Chris, I am perfectly happy to let the Presuppositionalist have his view if that is what he wants. No church has given me the right to call holding that view sinful. I don't agree with it, and I think that it has certain utterly weak tenets, but that's not my business. I have pointed them out enough times, but we do not live in a time when these things seem as substantial as they really are. 

Ignoring facts and sound arguments is not the right kind of argument to take to convince me.


> With regard to the issue of Classical and Evidential apologetics being sinful, one of the main reasons myself and others (such as Paul and Craig) find them to be so is because they inherently debase God from His rightful position as the final authority and source that can appeal to nothing else. That is because both of those apologetics presume that in order to biblically defend the faith, we actually have neutral ground with the unbeliever on which God can be put "in the dock," and that His existence can be confirmed by--and thus tested by--autonomous human reason and empirical evidence. Doing so, however, places those things on a higher level of reliability than God Himself by saying that they can be rightfully used to confirm and test His existence. Scripture tells us, on the other hand, that "he had no one greater by whom to swear" (Heb. 16:3), not even logical or empirical evidence, which only make sense as expressions of His character.



If this is what you believe, then that's fine for you. I won't begrudge you your stance, as long as it is allowed a place in the Christian consensus of our day. I will continue to work to show you the utter weakness of this stance, with the eye of taking you along in truth, not with an eye of having to defeat Presuppostionalism. That has already done; it just hasn't been paid attention to. 
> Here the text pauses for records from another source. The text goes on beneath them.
//! Every regridding job of a full run and where its product lands

use super::{LonLatBox, RegridJob};
use crate::config::Config;
use std::path::{Path, PathBuf};

/// SoilGrids depth nodes per variable
pub const SOIL_LAYERS: usize = 7;

/// Crop box applied to most sources
pub const NORTHERN_BOX: LonLatBox = LonLatBox::new(-180.0, 180.0, 15.0, 90.0);

/// Crop box of the GTOPO elevation
pub const GTOPO_BOX: LonLatBox = LonLatBox::new(-180.0, 180.0, 16.5, 90.0);

/// Soil texture variables, always regridded
pub const TEXTURE_VARIABLES: [&str; 4] = ["clay", "sand", "silt", "coarse"];

pub const WORLDCLIM_VARIABLES: [&str; 2] = ["tavg", "prec"];

/// Paths of the regridded products of one grid
#[derive(Debug, Clone, PartialEq, Eq)]
pub struct RegriddedPaths {
    dir: PathBuf,
    grid: String,
}

impl RegriddedPaths {
    pub fn new(dir: impl Into<PathBuf>, grid: impl Into<String>) -> Self {
        Self {
            dir: dir.into(),
            grid: grid.into(),
        }
    }

    pub fn from_config(config: &Config) -> Self {
        Self::new(
            &config.parameter_specs.output_dir,
            &config.parameter_specs.grid,
        )
    }

    fn file(&self, stem: &str) -> PathBuf {
        self.dir.join(format!("{}_{}.nc", stem, self.grid))
    }

    pub fn dir(&self) -> &Path {
        &self.dir
    }

    /// `layer` counts from 1
    pub fn soil(&self, variable: &str, layer: usize) -> PathBuf {
        self.file(&format!("{}_sl{}", variable, layer))
    }

    pub fn bedrock(&self) -> PathBuf {
        self.file("bedrock")
    }

    /// `month` counts from 1
    pub fn worldclim(&self, variable: &str, month: usize) -> PathBuf {
        self.file(&format!("{}_{:02}", variable, month))
    }

    pub fn koppen(&self) -> PathBuf {
        self.file("koppen_geiger")
    }

    pub fn permafrost(&self) -> PathBuf {
        self.file("permafrost_extent")
    }

    pub fn lai(&self) -> PathBuf {
        self.file("lai")
    }

    pub fn veg_height(&self) -> PathBuf {
        self.file("veg_height")
    }

    pub fn pct_pft(&self) -> PathBuf {
        self.file("pct_pft")
    }

    pub fn elevation(&self) -> PathBuf {
        self.file("elevation")
    }

    pub fn off_gmt(&self) -> PathBuf {
        self.file("off_gmt")
    }

    pub fn hydroclimate_masks(&self) -> PathBuf {
        self.file("hydroclimate_masks")
    }
}

/// Ordered list of regridding jobs
#[derive(Debug, Clone, Default)]
pub struct SourceCatalog {
    jobs: Vec<RegridJob>,
}

impl SourceCatalog {
    /// All jobs a configuration asks for
    ///
    /// Bulk density and organic carbon are only regridded when organic soil
    /// parameters are enabled, depth to bedrock only when it sets the total
    /// soil depth, and `off_gmt` only when a source file is configured.
    pub fn from_config(config: &Config) -> Self {
        let paths = RegriddedPaths::from_config(config);
        let mut jobs = Vec::new();

        let soil_dir = &config.soil.netcdf_dir;
        let mut soil_variables: Vec<(&str, f64, f64)> =
            TEXTURE_VARIABLES.iter().map(|&v| (v, 0.0, 100.0)).collect();
        if config.soil.organic_fract {
            soil_variables.push(("bulk_density", 50.0, 3000.0));
            soil_variables.push(("organic_fract", 0.0, 500.0));
        }
        for (variable, min, max) in soil_variables {
            for layer in 1..=SOIL_LAYERS {
                jobs.push(
                    RegridJob::new(
                        format!("{}_sl{}", variable, layer),
                        soil_dir.join(format!("{}_sl{}.nc", variable, layer)),
                        paths.soil(variable, layer),
                    )
                    .select(variable)
                    .crop(NORTHERN_BOX)
                    .valid_range(min, max),
                );
            }
        }
        if config.soil.use_bedrock_depth {
            jobs.push(
                RegridJob::new("bedrock", soil_dir.join("bedrock_sl1.nc"), paths.bedrock())
                    .select("bedrock")
                    .crop(NORTHERN_BOX)
                    .valid_range(0.0, 100_000.0),
            );
        }

        for variable in WORLDCLIM_VARIABLES {
            for month in 1..=12 {
                jobs.push(
                    RegridJob::new(
                        format!("{}_{:02}", variable, month),
                        config
                            .worldclim
                            .netcdf_dir
                            .join(format!("{}_{:02}.nc", variable, month)),
                        paths.worldclim(variable, month),
                    )
                    .select(variable)
                    .crop(NORTHERN_BOX)
                    .valid_range(-1000.0, 1000.0),
                );
            }
        }

        let hydro = &config.hydroclimate;
        jobs.push(
            RegridJob::new("koppen_geiger", hydro.dir.join(&hydro.koppen_filename), paths.koppen())
                .select(&hydro.koppen_variable)
                .crop(NORTHERN_BOX)
                .valid_range(1.0, 32.0),
        );
        jobs.push(
            RegridJob::new("permafrost", hydro.dir.join(&hydro.brown_filename), paths.permafrost())
                .select(&hydro.permafrost_variable),
        );

        let veg = &config.vegetation;
        jobs.push(
            RegridJob::new("lai", veg.dir.join(&veg.filename), paths.lai())
                .select(&veg.lai_variable)
                .crop(NORTHERN_BOX)
                .valid_range(0.0, 7.0),
        );
        jobs.push(
            RegridJob::new("veg_height", veg.dir.join(&veg.filename), paths.veg_height())
                .select(&veg.height_variable)
                .crop(NORTHERN_BOX)
                .valid_range(0.0, 52.5),
        );
        jobs.push(
            RegridJob::new("pct_pft", veg.dir.join(&veg.pft_filename), paths.pct_pft())
                .select(&veg.pft_variable)
                .crop(NORTHERN_BOX)
                .valid_range(0.0, 100.0),
        );

        let gtopo = &config.gtopo;
        jobs.push(
            RegridJob::new("gtopo", gtopo.dir.join(&gtopo.filename), paths.elevation())
                .select(&gtopo.variable)
                .crop(GTOPO_BOX),
        );

        if let Some(source) = &config.other.off_gmt_file {
            jobs.push(
                RegridJob::new("off_gmt", source, paths.off_gmt())
                    .select("off_gmt")
                    .valid_range(-43_198_560_000_000.0, 43_199_280_000_000.0),
            );
        }

        Self { jobs }
    }

    pub fn jobs(&self) -> &[RegridJob] {
        &self.jobs
    }

    pub fn len(&self) -> usize {
        self.jobs.len()
    }

    pub fn is_empty(&self) -> bool {
        self.jobs.is_empty()
    }

    pub fn iter(&self) -> impl Iterator<Item = &RegridJob> {
        self.jobs.iter()
    }
}

#[cfg(test)]
mod tests {
    use super::*;

    const CONFIG: &str = r#"
[parameter_specs]
domain_file = "/d/domain.nc"
grid = "wr50a"
output_dir = "/out"

[soil]
netcdf_dir = "/soil"

[worldclim]
netcdf_dir = "/wc"

[hydroclimate]
dir = "/hc"
koppen_filename = "kg.nc"
brown_filename = "pf.nc"

[vegetation]
dir = "/veg"
filename = "lai.nc"
pft_filename = "pft.nc"

[gtopo]
dir = "/gtopo"
filename = "gtopo30.nc"

[baseflow]
soil_file = "/vic/soil.txt"
"#;

    #[test]
    fn default_run_jobs() {
        let config = Config::from_toml_str(CONFIG).unwrap();
        let catalog = SourceCatalog::from_config(&config);
        // 4 soil variables x 7 layers, 24 climate months, koppen, permafrost,
        // lai, height, pft, gtopo
        assert_eq!(catalog.len(), 28 + 24 + 6);

        let clay = &catalog.jobs()[0];
        assert_eq!(clay.input, PathBuf::from("/soil/clay_sl1.nc"));
        assert_eq!(clay.output, PathBuf::from("/out/clay_sl1_wr50a.nc"));

        let permafrost = catalog.iter().find(|j| j.name == "permafrost").unwrap();
        assert!(permafrost.bbox.is_none());
        assert!(permafrost.valid_range.is_none());
        assert!(!permafrost.fill_missing);

        let gtopo = catalog.iter().find(|j| j.name == "gtopo").unwrap();
        assert_eq!(gtopo.bbox, Some(GTOPO_BOX));
        assert!(!gtopo.fill_missing);
    }

    #[test]
    fn optional_jobs_follow_config() {
        let mut config = Config::from_toml_str(CONFIG).unwrap();
        config.soil.organic_fract = true;
        config.soil.use_bedrock_depth = true;
        config.other.off_gmt_file = Some(PathBuf::from("/old/params.nc"));

        let catalog = SourceCatalog::from_config(&config);
        assert_eq!(catalog.len(), 42 + 24 + 6 + 2);
        let off_gmt = catalog.iter().find(|j| j.name == "off_gmt").unwrap();
        assert!(off_gmt.bbox.is_none());
        assert!(off_gmt.fill_missing);
    }

    #[test]
    fn product_names() {
        let paths = RegriddedPaths::new("/out", "g");
        assert_eq!(paths.worldclim("tavg", 3), PathBuf::from("/out/tavg_03_g.nc"));
        assert_eq!(paths.hydroclimate_masks(), PathBuf::from("/out/hydroclimate_masks_g.nc"));
    }
}
//! Target model grid
//!
//! The domain file defines the `(nj, ni)` grid every parameter is written on,
//! the land mask that decides which cells are active, and the cell centre and
//! corner coordinates copied into the parameter file.

use crate::errors::{Result, VicParamsError};
use crate::netcdf_io::{read_variable, read_variable_opt};
use ndarray::{Array, Array2, Array3, Dimension, Ix2, Ix3};
use netcdf::open;
use std::path::{Path, PathBuf};
use tracing::info;

/// Target grid read from a domain NetCDF
#[derive(Debug, Clone)]
pub struct Domain {
    pub path: PathBuf,
    /// 1 for active (land) cells, 0 otherwise
    pub mask: Array2<i32>,
    /// Cell centre longitudes
    pub xc: Array2<f64>,
    /// Cell centre latitudes
    pub yc: Array2<f64>,
    /// Corner longitudes as `(nj, ni, nv)`
    pub xv: Option<Array3<f64>>,
    /// Corner latitudes as `(nj, ni, nv)`
    pub yv: Option<Array3<f64>>,
}

impl Domain {
    /// Read `mask`, `xc`, `yc` and, when present, the corners `xv` and `yv`
    pub fn open(path: &Path) -> Result<Self> {
        let file = open(path)?;

        let mask = read_variable(&file, path, "mask")?.into_dimensionality::<Ix2>()?;
        let xc = read_variable(&file, path, "xc")?.into_dimensionality::<Ix2>()?;
        let yc = read_variable(&file, path, "yc")?.into_dimensionality::<Ix2>()?;

        let xv = read_variable_opt(&file, "xv")?
            .map(|a| a.into_dimensionality::<Ix3>())
            .transpose()?;
        let yv = read_variable_opt(&file, "yv")?
            .map(|a| a.into_dimensionality::<Ix3>())
            .transpose()?;

        // NaN mask entries (fill) count as inactive
        let mask = mask.mapv(|m| if m.is_finite() && m.round() == 1.0 { 1 } else { 0 });

        let mut domain = Self::from_parts(mask, xc, yc)?;
        domain.path = path.to_path_buf();
        domain.xv = xv;
        domain.yv = yv;
        domain.check_corners()?;

        info!(
            path = %path.display(),
            nj = domain.shape().0,
            ni = domain.shape().1,
            active = domain.active_count(),
            "loaded domain"
        );

        Ok(domain)
    }

    /// Build a domain from in-memory arrays
    pub fn from_parts(mask: Array2<i32>, xc: Array2<f64>, yc: Array2<f64>) -> Result<Self> {
        for (name, shape) in [("xc", xc.shape()), ("yc", yc.shape())] {
            if shape != mask.shape() {
                return Err(VicParamsError::ShapeMismatch {
                    var: name.to_string(),
                    expected: mask.shape().to_vec(),
                    found: shape.to_vec(),
                });
            }
        }

        Ok(Self {
            path: PathBuf::new(),
            mask,
            xc,
            yc,
            xv: None,
            yv: None,
        })
    }

    fn check_corners(&self) -> Result<()> {
        let (nj, ni) = self.shape();
        for (name, corners) in [("xv", &self.xv), ("yv", &self.yv)] {
            if let Some(c) = corners {
                if c.shape()[0] != nj || c.shape()[1] != ni {
                    return Err(VicParamsError::ShapeMismatch {
                        var: name.to_string(),
                        expected: vec![nj, ni, c.shape()[2]],
                        found: c.shape().to_vec(),
                    });
                }
            }
        }
        Ok(())
    }

    /// `(nj, ni)`
    pub fn shape(&self) -> (usize, usize) {
        self.mask.dim()
    }

    pub fn is_active(&self, j: usize, i: usize) -> bool {
        self.mask[[j, i]] == 1
    }

    pub fn active_count(&self) -> usize {
        self.mask.iter().filter(|&&m| m == 1).count()
    }

    /// 1.0 on active cells and NaN elsewhere
    pub fn nan_mask(&self) -> Array2<f64> {
        self.mask.mapv(|m| if m == 1 { 1.0 } else { f64::NAN })
    }

    /// Set every inactive cell of an array whose trailing axes are `(nj, ni)` to NaN
    pub fn mask_in_place<D: Dimension>(&self, array: &mut Array<f64, D>) -> Result<()> {
        self.mask_with(array, f64::NAN)
    }

    /// Integer counterpart of [`Domain::mask_in_place`]
    pub fn mask_int_in_place<D: Dimension>(&self, array: &mut Array<i32, D>, fill: i32) -> Result<()> {
        self.mask_with(array, fill)
    }

    fn mask_with<T: Copy, D: Dimension>(&self, array: &mut Array<T, D>, fill: T) -> Result<()> {
        let (nj, ni) = self.shape();
        let shape = array.shape().to_vec();
        let nd = shape.len();
        if nd < 2 || shape[nd - 2] != nj || shape[nd - 1] != ni {
            return Err(VicParamsError::ShapeMismatch {
                var: "masked array".to_string(),
                expected: vec![nj, ni],
                found: shape,
            });
        }

        let mut view = array.view_mut().into_dyn();
        for (idx, value) in view.indexed_iter_mut() {
            let idx = idx.slice();
            if self.mask[[idx[nd - 2], idx[nd - 1]]] != 1 {
                *value = fill;
            }
        }
        Ok(())
    }

    /// 1-based row-major cell numbers
    pub fn gridcell_numbers(&self) -> Array2<i32> {
        let (nj, ni) = self.shape();
        Array2::from_shape_fn((nj, ni), |(j, i)| (j * ni + i + 1) as i32)
    }
}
> As Paul (Manata) mentioned on the radio, when we're talking with other Christians or preaching from the pulpit, we always treat Christ and His Word as the final authority, as we do in the realm of evangelism. But for some reason, when we shift to the realm of defending the faith as commanded by God through Peter, we elevate autonomous human reason, laws of logic and empirical evidence above God, and thus implicitly praise those things as ultimately more reliable and absolute than Him, which is an idolotrous abomination to His character. It is important to note my use of the word "implicitly," meaning that none of us are claiming that Classicists or Evidentialists are purposefully downgrading God's character and neglecting His revelation of His ultimacy, but we are saying that their methods inherently possess and logically imply such a downgrading and neglect, even though the adherants do not mean to do so, but seek to glorify God. Ignorance, however, has never been a biblical justification for sin, just as one side on the credo-paedo issue is inevitably sinning, though non-intentionally.



Name the Church ruling that makes this pronouncement, or the Church policy that gives you that office. This, by far, is the weakest part of Presuppositionalism. It is clearly unilateral, and without church authority. That says a lot. I too use God's Word as a final authority. Not giving me credit, and supposing to be the judge of such things, is quite an undertaking. Personally, I would not want to be in your shoes come judgment day. Stepping on those who belong to Christ, not to you, is a very serious offence, especially if it is to bolster you own elevation of your view to such a status. 

You see, Chris, I am not as upset as I would be if I were a Presuppositionalist. If I were a Presup, and I had been having discussions with, say, Matt, and I just about had him convinced, and then someone comes along and makes this very naive statement that Paul has allegedly made, I would be furious. It would have set everything back to square one for me. That's because I would be trying to hold that view with integrity, and here comes someone who is supposed to be an expert and he shows how shallow it is. I would feel utterly betrayed, and would even consider leaving the view for the corruption within the ranks.

That is how I feel about the corruption that exists among some Classical and Evidential proponents. Its not to my interest to feel that way about Presuppositionalism, for it has debased itself again and again, over and over, without apology to those it steps on for its own agenda. It defeats itself sufficiently for my liking; it doesn't need my help.

As long as the Presuppositionalist makes such audacious statements, you can have no fear about me being convinced of that kind of Presuppositionalism. 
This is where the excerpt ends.